Task item: Quote precisely the final stretch of the listing: start at the line containing "fn notify(&mut self, ongoing: bool)" and stop after the last line.

________________________________________

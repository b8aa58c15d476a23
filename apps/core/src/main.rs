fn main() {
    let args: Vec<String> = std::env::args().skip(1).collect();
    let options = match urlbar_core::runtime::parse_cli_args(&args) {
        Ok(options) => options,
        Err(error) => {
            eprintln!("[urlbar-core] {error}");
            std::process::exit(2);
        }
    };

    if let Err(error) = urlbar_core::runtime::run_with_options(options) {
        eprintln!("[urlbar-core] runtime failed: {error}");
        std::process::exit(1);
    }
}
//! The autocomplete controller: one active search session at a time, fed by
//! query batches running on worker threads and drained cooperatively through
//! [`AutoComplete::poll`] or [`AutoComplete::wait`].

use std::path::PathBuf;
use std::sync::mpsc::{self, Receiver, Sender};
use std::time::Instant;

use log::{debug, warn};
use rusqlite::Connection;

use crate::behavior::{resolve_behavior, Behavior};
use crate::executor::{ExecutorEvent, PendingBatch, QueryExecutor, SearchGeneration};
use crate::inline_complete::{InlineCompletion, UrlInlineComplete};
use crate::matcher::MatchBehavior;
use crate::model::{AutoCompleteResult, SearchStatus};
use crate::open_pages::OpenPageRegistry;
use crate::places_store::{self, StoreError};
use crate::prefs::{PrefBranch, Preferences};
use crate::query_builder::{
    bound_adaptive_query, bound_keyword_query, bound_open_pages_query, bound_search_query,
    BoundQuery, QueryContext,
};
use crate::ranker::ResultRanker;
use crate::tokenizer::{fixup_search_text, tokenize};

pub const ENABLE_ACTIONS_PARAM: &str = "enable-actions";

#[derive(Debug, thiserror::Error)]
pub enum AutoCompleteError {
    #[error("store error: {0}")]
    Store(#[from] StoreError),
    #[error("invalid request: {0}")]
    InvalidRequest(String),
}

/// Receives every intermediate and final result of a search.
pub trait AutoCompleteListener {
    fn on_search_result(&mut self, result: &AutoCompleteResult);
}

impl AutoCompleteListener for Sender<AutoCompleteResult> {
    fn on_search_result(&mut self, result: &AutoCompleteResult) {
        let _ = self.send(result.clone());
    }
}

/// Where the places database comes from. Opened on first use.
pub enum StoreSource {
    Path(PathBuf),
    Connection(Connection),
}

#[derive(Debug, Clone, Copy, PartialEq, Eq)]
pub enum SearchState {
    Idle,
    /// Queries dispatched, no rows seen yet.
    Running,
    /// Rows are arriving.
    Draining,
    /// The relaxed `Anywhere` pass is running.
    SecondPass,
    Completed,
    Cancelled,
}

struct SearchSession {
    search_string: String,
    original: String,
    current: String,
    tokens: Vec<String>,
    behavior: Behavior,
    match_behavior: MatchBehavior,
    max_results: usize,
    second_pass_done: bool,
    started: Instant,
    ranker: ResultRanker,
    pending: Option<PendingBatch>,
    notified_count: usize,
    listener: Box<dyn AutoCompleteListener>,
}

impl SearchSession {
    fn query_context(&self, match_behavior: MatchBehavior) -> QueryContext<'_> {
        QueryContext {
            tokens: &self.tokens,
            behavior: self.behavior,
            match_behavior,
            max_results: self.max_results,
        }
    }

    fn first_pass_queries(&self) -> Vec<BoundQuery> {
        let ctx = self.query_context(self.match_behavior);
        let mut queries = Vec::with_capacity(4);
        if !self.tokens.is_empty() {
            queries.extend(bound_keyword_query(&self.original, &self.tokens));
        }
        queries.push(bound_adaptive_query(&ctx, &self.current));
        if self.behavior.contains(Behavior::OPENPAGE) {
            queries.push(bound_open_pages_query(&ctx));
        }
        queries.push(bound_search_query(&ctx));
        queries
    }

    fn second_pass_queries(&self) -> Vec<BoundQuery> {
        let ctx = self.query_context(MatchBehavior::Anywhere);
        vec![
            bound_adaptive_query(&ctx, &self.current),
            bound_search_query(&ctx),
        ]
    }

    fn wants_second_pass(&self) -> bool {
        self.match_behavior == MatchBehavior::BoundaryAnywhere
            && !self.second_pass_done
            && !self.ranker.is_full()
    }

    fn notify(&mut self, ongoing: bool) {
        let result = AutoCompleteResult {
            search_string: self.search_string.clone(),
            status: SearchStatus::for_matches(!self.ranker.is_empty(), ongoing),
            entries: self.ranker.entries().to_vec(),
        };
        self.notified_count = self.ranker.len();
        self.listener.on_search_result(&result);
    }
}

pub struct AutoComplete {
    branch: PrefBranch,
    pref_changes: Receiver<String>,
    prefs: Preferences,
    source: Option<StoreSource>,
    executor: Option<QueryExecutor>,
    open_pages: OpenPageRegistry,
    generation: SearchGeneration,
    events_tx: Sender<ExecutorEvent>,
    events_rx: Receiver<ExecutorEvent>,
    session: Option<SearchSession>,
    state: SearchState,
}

________________________________________

Task response:
    fn notify(&mut self, ongoing: bool) {
        let result = AutoCompleteResult {
            search_string: self.search_string.clone(),
            status: SearchStatus::for_matches(!self.ranker.is_empty(), ongoing),
            entries: self.ranker.entries().to_vec(),
        };
        self.notified_count = self.ranker.len();
        self.listener.on_search_result(&result);
    }
}

pub struct AutoComplete {
    branch: PrefBranch,
    pref_changes: Receiver<String>,
    prefs: Preferences,
    source: Option<StoreSource>,
    executor: Option<QueryExecutor>,
    open_pages: OpenPageRegistry,
    generation: SearchGeneration,
    events_tx: Sender<ExecutorEvent>,
    events_rx: Receiver<ExecutorEvent>,
    session: Option<SearchSession>,
    state: SearchState,
}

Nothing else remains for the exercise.